[[ Input data open ]]

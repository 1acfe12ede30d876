//! Payload and key validation.
//!
//! A payload is the JSON record `{"env": .., "mode": .., "name": ..}` given
//! on the command line. Checks run in a fixed order: parse, environment,
//! name, mode. The first failure wins.

use once_cell::sync::Lazy;
use regex::Regex;
use serde::Deserialize;

use crate::{Environment, Mode, Record, TmpsError};

/// Record names: ASCII word characters, at least one.
pub static NAME_REGEX: Lazy<Regex> =
    Lazy::new(|| Regex::new(r"^(?-u:\w)+$").expect("Invalid NAME_REGEX pattern"));

/// Payload modes: leading zero, owner digit 2, 6 or 7, then two digits 1-7.
pub static MODE_REGEX: Lazy<Regex> =
    Lazy::new(|| Regex::new(r"^0[267][1-7]{2}$").expect("Invalid MODE_REGEX pattern"));

#[derive(Debug, Deserialize)]
struct Payload {
    env: String,
    mode: String,
    name: String,
}

/// Returns `true` if `name` is an acceptable record name.
pub fn is_valid_name(name: &str) -> bool {
    NAME_REGEX.is_match(name)
}

/// Returns `true` if `mode` is an acceptable payload mode.
pub fn is_valid_mode(mode: &str) -> bool {
    MODE_REGEX.is_match(mode)
}

/// Parse and validate a payload for the `target` environment.
///
/// # Errors
///
/// - [`TmpsError::MalformedJson`] if the text is not JSON or a key is missing
/// - [`TmpsError::EnvMismatch`] if the payload names another environment
/// - [`TmpsError::InvalidName`] if the name is not `\w+`
/// - [`TmpsError::InvalidMode`] if the mode is not `0[267][1-7]{2}`
///
/// # Example
///
/// ```rust
/// use tmps::{validate, Config};
///
/// let dev = Config::default().environment("dev").unwrap();
/// let record = validate::parse_payload(r#"{"env":"dev","mode":"0644","name":"Maurice"}"#, &dev).unwrap();
/// assert_eq!(record.name, "Maurice");
/// assert_eq!(record.mode.to_string(), "0644");
/// ```
pub fn parse_payload(json: &str, target: &Environment) -> Result<Record, TmpsError> {
    let payload: Payload =
        serde_json::from_str(json).map_err(|e| TmpsError::MalformedJson(e.to_string()))?;

    if target.as_str() != payload.env {
        return Err(TmpsError::EnvMismatch {
            expected: target.to_string(),
            found: payload.env,
        });
    }
    if !is_valid_name(&payload.name) {
        return Err(TmpsError::InvalidName(payload.name));
    }
    if !is_valid_mode(&payload.mode) {
        return Err(TmpsError::InvalidMode(payload.mode));
    }
    let mode: Mode = payload.mode.parse()?;

    tracing::debug!(env = %target, name = %payload.name, %mode, "payload accepted");
    Ok(Record::new(payload.env, payload.name, mode))
}

/// Check that a primary key addresses a single entry of the environment
/// directory.
///
/// Keys are not matched against [`NAME_REGEX`], so files created by other
/// means remain readable and removable.
///
/// # Errors
///
/// [`TmpsError::InvalidKey`] for empty keys, `.`/`..`, or keys containing a
/// path separator or NUL.
pub fn check_key(key: &str) -> Result<(), TmpsError> {
    let reason = if key.is_empty() {
        "empty"
    } else if key == "." || key == ".." {
        "refers to a directory"
    } else if key.contains('/') || key.contains('\0') {
        "contains a path separator"
    } else {
        return Ok(());
    };
    Err(TmpsError::InvalidKey {
        key: key.to_string(),
        reason,
    })
}

#[cfg(test)]
mod tests {
    use super::*;
    use crate::Config;

    fn env(tag: &str) -> Environment {
        Config::new("/unused")
            .with_environments(["dev", "val", "test_env"])
            .environment(tag)
            .unwrap()
    }

    #[test]
    fn valid_payload_is_accepted() {
        let record = parse_payload(
            r#"{"env": "test_env", "mode": "0644", "name": "test_file"}"#,
            &env("test_env"),
        )
        .unwrap();
        assert_eq!(record.env, "test_env");
        assert_eq!(record.name, "test_file");
        assert_eq!(record.mode, Mode::from_bits(0o644));
    }

    #[test]
    fn env_mismatch_is_rejected() {
        let err = parse_payload(r#"{"env":"val","mode":"0644","name":"a"}"#, &env("dev"))
            .unwrap_err();
        assert!(matches!(err, TmpsError::EnvMismatch { ref expected, ref found }
            if expected == "dev" && found == "val"));
    }

    #[test]
    fn invalid_name_is_rejected() {
        let err = parse_payload(
            r#"{"env":"dev","mode":"0644","name":"invalid@name"}"#,
            &env("dev"),
        )
        .unwrap_err();
        assert!(matches!(err, TmpsError::InvalidName(ref n) if n == "invalid@name"));
    }

    #[test]
    fn invalid_mode_is_rejected() {
        let err = parse_payload(r#"{"env":"dev","mode":"0888","name":"a"}"#, &env("dev"))
            .unwrap_err();
        assert!(matches!(err, TmpsError::InvalidMode(ref m) if m == "0888"));
    }

    #[test]
    fn malformed_json_is_rejected() {
        let err = parse_payload("{not json", &env("dev")).unwrap_err();
        assert!(matches!(err, TmpsError::MalformedJson(_)));
    }

    #[test]
    fn missing_key_is_rejected() {
        let err = parse_payload(r#"{"env":"dev","name":"a"}"#, &env("dev")).unwrap_err();
        assert!(matches!(err, TmpsError::MalformedJson(_)));
    }

    #[test]
    fn env_is_checked_before_name_and_mode() {
        let err = parse_payload(r#"{"env":"val","mode":"9","name":"@"}"#, &env("dev"))
            .unwrap_err();
        assert!(matches!(err, TmpsError::EnvMismatch { .. }));
    }

    #[test]
    fn name_pattern() {
        assert!(is_valid_name("Maurice"));
        assert!(is_valid_name("test_file_2"));
        assert!(!is_valid_name(""));
        assert!(!is_valid_name("a.txt"));
        assert!(!is_valid_name("a b"));
        assert!(!is_valid_name("abc\n"));
        assert!(!is_valid_name("café"));
    }

    #[test]
    fn mode_pattern_is_literal() {
        for ok in ["0644", "0755", "0632", "0271", "0711"] {
            assert!(is_valid_mode(ok), "{ok} should be accepted");
        }
        for bad in ["644", "0888", "0544", "0640", "0,11", "00644", "0644\n"] {
            assert!(!is_valid_mode(bad), "{bad:?} should be rejected");
        }
    }

    #[test]
    fn keys_must_be_single_components() {
        assert!(check_key("Maurice").is_ok());
        assert!(check_key("legacy.txt").is_ok());
        assert!(check_key("").is_err());
        assert!(check_key("..").is_err());
        assert!(check_key("../etc/passwd").is_err());
    }
}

[[ Input data closed ]]

The task:
Return all data verbatim.

Solution for this exercise:
repository 1acfe12ede30d876
//! Payload and key validation.
//!
//! A payload is the JSON record `{"env": .., "mode": .., "name": ..}` given
//! on the command line. Checks run in a fixed order: parse, environment,
//! name, mode. The first failure wins.

use once_cell::sync::Lazy;
use regex::Regex;
use serde::Deserialize;

use crate::{Environment, Mode, Record, TmpsError};

/// Record names: ASCII word characters, at least one.
pub static NAME_REGEX: Lazy<Regex> =
    Lazy::new(|| Regex::new(r"^(?-u:\w)+$").expect("Invalid NAME_REGEX pattern"));

/// Payload modes: leading zero, owner digit 2, 6 or 7, then two digits 1-7.
pub static MODE_REGEX: Lazy<Regex> =
    Lazy::new(|| Regex::new(r"^0[267][1-7]{2}$").expect("Invalid MODE_REGEX pattern"));

#[derive(Debug, Deserialize)]
struct Payload {
    env: String,
    mode: String,
    name: String,
}

/// Returns `true` if `name` is an acceptable record name.
pub fn is_valid_name(name: &str) -> bool {
    NAME_REGEX.is_match(name)
}

/// Returns `true` if `mode` is an acceptable payload mode.
pub fn is_valid_mode(mode: &str) -> bool {
    MODE_REGEX.is_match(mode)
}

/// Parse and validate a payload for the `target` environment.
///
/// # Errors
///
/// - [`TmpsError::MalformedJson`] if the text is not JSON or a key is missing
/// - [`TmpsError::EnvMismatch`] if the payload names another environment
/// - [`TmpsError::InvalidName`] if the name is not `\w+`
/// - [`TmpsError::InvalidMode`] if the mode is not `0[267][1-7]{2}`
///
/// # Example
///
/// ```rust
/// use tmps::{validate, Config};
///
/// let dev = Config::default().environment("dev").unwrap();
/// let record = validate::parse_payload(r#"{"env":"dev","mode":"0644","name":"Maurice"}"#, &dev).unwrap();
/// assert_eq!(record.name, "Maurice");
/// assert_eq!(record.mode.to_string(), "0644");
/// ```
pub fn parse_payload(json: &str, target: &Environment) -> Result<Record, TmpsError> {
    let payload: Payload =
        serde_json::from_str(json).map_err(|e| TmpsError::MalformedJson(e.to_string()))?;

    if target.as_str() != payload.env {
        return Err(TmpsError::EnvMismatch {
            expected: target.to_string(),
            found: payload.env,
        });
    }
    if !is_valid_name(&payload.name) {
        return Err(TmpsError::InvalidName(payload.name));
    }
    if !is_valid_mode(&payload.mode) {
        return Err(TmpsError::InvalidMode(payload.mode));
    }
    let mode: Mode = payload.mode.parse()?;

    tracing::debug!(env = %target, name = %payload.name, %mode, "payload accepted");
    Ok(Record::new(payload.env, payload.name, mode))
}

/// Check that a primary key addresses a single entry of the environment
/// directory.
///
/// Keys are not matched against [`NAME_REGEX`], so files created by other
/// means remain readable and removable.
///
/// # Errors
///
/// [`TmpsError::InvalidKey`] for empty keys, `.`/`..`, or keys containing a
/// path separator or NUL.
pub fn check_key(key: &str) -> Result<(), TmpsError> {
    let reason = if key.is_empty() {
        "empty"
    } else if key == "." || key == ".." {
        "refers to a directory"
    } else if key.contains('/') || key.contains('\0') {
        "contains a path separator"
    } else {
        return Ok(());
    };
    Err(TmpsError::InvalidKey {
        key: key.to_string(),
        reason,
    })
}

#[cfg(test)]
mod tests {
    use super::*;
    use crate::Config;

    fn env(tag: &str) -> Environment {
        Config::new("/unused")
            .with_environments(["dev", "val", "test_env"])
            .environment(tag)
            .unwrap()
    }

    #[test]
    fn valid_payload_is_accepted() {
        let record = parse_payload(
            r#"{"env": "test_env", "mode": "0644", "name": "test_file"}"#,
            &env("test_env"),
        )
        .unwrap();
        assert_eq!(record.env, "test_env");
        assert_eq!(record.name, "test_file");
        assert_eq!(record.mode, Mode::from_bits(0o644));
    }

    #[test]
    fn env_mismatch_is_rejected() {
        let err = parse_payload(r#"{"env":"val","mode":"0644","name":"a"}"#, &env("dev"))
            .unwrap_err();
        assert!(matches!(err, TmpsError::EnvMismatch { ref expected, ref found }
            if expected == "dev" && found == "val"));
    }

    #[test]
    fn invalid_name_is_rejected() {
        let err = parse_payload(
            r#"{"env":"dev","mode":"0644","name":"invalid@name"}"#,
            &env("dev"),
        )
        .unwrap_err();
        assert!(matches!(err, TmpsError::InvalidName(ref n) if n == "invalid@name"));
    }

    #[test]
    fn invalid_mode_is_rejected() {
        let err = parse_payload(r#"{"env":"dev","mode":"0888","name":"a"}"#, &env("dev"))
            .unwrap_err();
        assert!(matches!(err, TmpsError::InvalidMode(ref m) if m == "0888"));
    }

    #[test]
    fn malformed_json_is_rejected() {
        let err = parse_payload("{not json", &env("dev")).unwrap_err();
        assert!(matches!(err, TmpsError::MalformedJson(_)));
    }

    #[test]
    fn missing_key_is_rejected() {
        let err = parse_payload(r#"{"env":"dev","name":"a"}"#, &env("dev")).unwrap_err();
        assert!(matches!(err, TmpsError::MalformedJson(_)));
    }

    #[test]
    fn env_is_checked_before_name_and_mode() {
        let err = parse_payload(r#"{"env":"val","mode":"9","name":"@"}"#, &env("dev"))
            .unwrap_err();
        assert!(matches!(err, TmpsError::EnvMismatch { .. }));
    }

    #[test]
    fn name_pattern() {
        assert!(is_valid_name("Maurice"));
        assert!(is_valid_name("test_file_2"));
        assert!(!is_valid_name(""));
        assert!(!is_valid_name("a.txt"));
        assert!(!is_valid_name("a b"));
        assert!(!is_valid_name("abc\n"));
        assert!(!is_valid_name("café"));
    }

    #[test]
    fn mode_pattern_is_literal() {
        for ok in ["0644", "0755", "0632", "0271", "0711"] {
            assert!(is_valid_mode(ok), "{ok} should be accepted");
        }
        for bad in ["644", "0888", "0544", "0640", "0,11", "00644", "0644\n"] {
            assert!(!is_valid_mode(bad), "{bad:?} should be rejected");
        }
    }

    #[test]
    fn keys_must_be_single_components() {
        assert!(check_key("Maurice").is_ok());
        assert!(check_key("legacy.txt").is_ok());
        assert!(check_key("").is_err());
        assert!(check_key("..").is_err());
        assert!(check_key("../etc/passwd").is_err());
    }
}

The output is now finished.